La acción se desarrolla en el ámbito de una comunidad rural, apegada a la tierra, a los ritos ancestrales, inalcanzables para la lógica, enraizados en un pasado legendario, que han perdido su origen pero que se mantienen en nombre de una incuestionable tradición. Tal comunidad constituye un microcosmos cerrado, mítico y arquetípico, compuesto por relatos que son como celdillas de un panal, independientes pero en contacto, de carácter primordial para poder reflejar la búsqueda de satisfacción de las necesidades primarias pero imprescindibles y lo suficientemente ingenuos como para ser comprendidos por las almas sencillas.

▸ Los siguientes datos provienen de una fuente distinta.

async fn execute(
    plan: CallPlan,
    method: Method,
    url: Url,
    call_headers: Option<HeaderMap>,
    body: Option<Body>,
    content_type: Option<HeaderValue>,
) -> Result<Response> {
    let CallPlan {
        options,
        headers: base_headers,
        cookies,
        transport,
        jar,
    } = plan;

    match url.scheme() {
        "http" | "https" => {}
        scheme => {
            return Err(
                Error::config(format!("unsupported url scheme: {}", scheme)).with_url(url)
            );
        }
    }

    let policy = redirect::prepare(&options);

    let mut headers = request::prepare_headers(&options, base_headers, call_headers)?;
    if let Some(content_type) = content_type {
        request::default_content_type(&mut headers, content_type);
    }

    // One-time cookies go through the jar when one is enabled (and are
    // thus remembered); otherwise they ride the Cookie header of this
    // request only.
    if !cookies.is_empty() {
        match jar {
            Some(ref jar) => {
                let values: Vec<HeaderValue> = cookies
                    .iter()
                    .filter_map(|c| HeaderValue::from_str(&c.to_string()).ok())
                    .collect();
                jar.set_cookies(&mut values.iter(), &url);
            }
            None => {
                let joined = cookies
                    .iter()
                    .map(|c| format!("{}={}", c.name(), c.value()))
                    .collect::<Vec<_>>()
                    .join("; ");
                if let Ok(value) = HeaderValue::from_str(&joined) {
                    headers.insert(COOKIE, value);
                }
            }
        }
    }

    // Build the full request once for the pre-send hook, then decompose it
    // for the redirect loop.
    let mut req = http::Request::builder()
        .method(method)
        .uri(expect_uri(&url))
        .body(body.unwrap_or_default())
        .map_err(Error::config)?;
    *req.headers_mut() = headers;

    if let Some(ref hook) = options.before_request {
        hook.call(&mut req);
    }

    let (parts, body) = req.into_parts();
    let mut method = parts.method;
    let mut headers = parts.headers;
    let mut url = match Url::parse(&parts.uri.to_string()) {
        Ok(url) => url,
        Err(e) => return Err(Error::config(e)),
    };

    // A replayable body is kept around for 307/308. `None` means no body,
    // `Some(None)` a streaming body that cannot be resent.
    let mut replay: Option<Option<bytes::Bytes>> = match body.as_reusable() {
        Some(bytes) if bytes.is_empty() => None,
        Some(bytes) => Some(Some(bytes.clone())),
        None => Some(None),
    };
    let mut body = Some(body);

    let dump_requests = options.debug.unwrap_or(false);
    let token = options.context.clone();
    let deadline = transport
        .total_timeout
        .map(|timeout| tokio::time::Instant::now() + timeout);

    let mut urls: Vec<Url> = Vec::new();

    loop {
        if let Some(ref jar) = jar {
            if headers.get(COOKIE).is_none() {
                add_cookie_header(&mut headers, &**jar, &url);
            }
        }

        if dump_requests {
            debug!("request dump:\n{}", request::dump(&method, &url, &headers));
        }

        let hop_body = match body.take() {
            Some(body) => body.into_engine(),
            None => match replay {
                Some(Some(ref bytes)) => hyper::Body::from(bytes.clone()),
                _ => hyper::Body::empty(),
            },
        };

        let mut hop_req = http::Request::builder()
            .method(method.clone())
            .uri(expect_uri(&url))
            .body(hop_body)
            .map_err(Error::config)?;
        *hop_req.headers_mut() = headers.clone();

        let res = send_hop(&transport, hop_req, deadline, token.as_ref(), &url).await?;

        // Response cookies are stored per hop, so a Set-Cookie on a
        // redirect is not lost.
        if let Some(ref jar) = jar {
            let mut set_cookies =
                cookie::extract_response_cookie_headers(res.headers()).peekable();
            if set_cookies.peek().is_some() {
                jar.set_cookies(&mut set_cookies, &url);
            }
        }

        let should_redirect = match res.status() {
            StatusCode::MOVED_PERMANENTLY | StatusCode::FOUND | StatusCode::SEE_OTHER => {
                replay = None;
                match method {
                    Method::GET | Method::HEAD => {}
                    _ => {
                        method = Method::GET;
                    }
                }
                true
            }
            StatusCode::TEMPORARY_REDIRECT | StatusCode::PERMANENT_REDIRECT => match replay {
                Some(Some(_)) | None => true,
                Some(None) => false,
            },
            _ => false,
        };

        if should_redirect {
            let loc = res.headers().get(LOCATION).and_then(|val| {
                let loc = std::str::from_utf8(val.as_bytes())
                    .ok()
                    .and_then(|loc| url.join(loc).ok());

                // the Location must also be a valid http::Uri; if not, log
                // it and keep the response as-is
                let loc = loc.filter(|url| try_uri(url).is_some());

                if loc.is_none() {
                    debug!("Location header had an invalid URI: {:?}", val);
                }
                loc
            });

            if let Some(loc) = loc {
                urls.push(url.clone());
                let action = policy.check(res.status(), &loc, &urls);

                match action {
                    ActionKind::Follow => {
                        debug!("redirecting '{}' to '{}'", url, loc);

                        if loc.scheme() != "http" && loc.scheme() != "https" {
                            return Err(Error::config("unsupported url scheme").with_url(loc));
                        }

                        // Only the User-Agent header carries over onto the
                        // next hop; the Referer is re-derived when
                        // auto-referer is on, and cookies are re-read from
                        // the jar.
                        let user_agent = headers.get(USER_AGENT).cloned();
                        let mut next_headers = HeaderMap::new();
                        if let Some(user_agent) = user_agent {
                            next_headers.insert(USER_AGENT, user_agent);
                        }
                        if options.auto_referer.unwrap_or(false) {
                            if let Some(referer) = make_referer(&loc, &url) {
                                next_headers.insert(REFERER, referer);
                            }
                        }

                        headers = next_headers;
                        url = loc;
                        continue;
                    }
                    ActionKind::Stop => {
                        debug!("redirect policy disallowed redirection to '{}'", loc);
                    }
                    ActionKind::Error(err) => {
                        let response = Response::new(res, url.clone());
                        return Err(Error::redirect(err, url, response));
                    }
                }
            }
        }

        return Ok(Response::new(res, url));
    }
}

«La gente piensa que vive más intensamente que los animales, que las plantas y, sobre todo, más que los objetos. Los animales presienten que viven  más intensamente que las plantas y los objetos. Las plantas sueñan que viven más intensamente que los objetos. Pero las cosas duran y el hecho de perdurar es, más que ninguna otra cosa, la vida».
El inicio del relato se sitúa en 1914, en el comienzo de la IGM, un conflicto que afecta poco, al menos de manera directa, a Antaño, que va cumpliendo los ciclos de la vida —los días, las estaciones, las cosechas, las gestaciones— con un ritmo inalterable, a tenor de sus propios acontecimientos, e insensible al paso del tiempo, con cuyos desórdenes se ven obligados a cargar sus habitantes. Unos habitantes que comparten protagonismo con los objetos y los animales, sometidos sin distinción al vaivén temporal que imprime Antaño entre lo efímero y lo permanente, sin que llegue a afectarles la confusión que parece adueñarse del mundo exterior.

Antaño proporciona s sus pobladores un modo de vida bucólico, en armonía con la naturaleza. Pero tras su apariencia de locus amoenus, a veces sus vecinos sienten que viven atrapados en una red de sucesos imprevisibles, sobre cuya ocurrencia carecen de control, y cuya intencionalidad parece dominar Antaño, como si lo más perentorio fuera la mera supervivencia del lugar y para cuya consecución todo aquello que les incumbe a ellos pasara a formar parte de ese plan, de ese objeto teleológico.
«Imaginar es en suma crear, es el puente que reconcilia a la materia con el espíritu. Especialmente cuando se practica a menudo y de forma intensiva. La imagen se transforma en una gota de materia y se incorpora a la corriente de la vida. A veces, por el camino, algo en ella se deforma y cambia. Por eso, todos los deseos humanos se cumplen si son lo suficientemente fuertes. Aunque no siempre del todo, ni tal y como uno esperaba».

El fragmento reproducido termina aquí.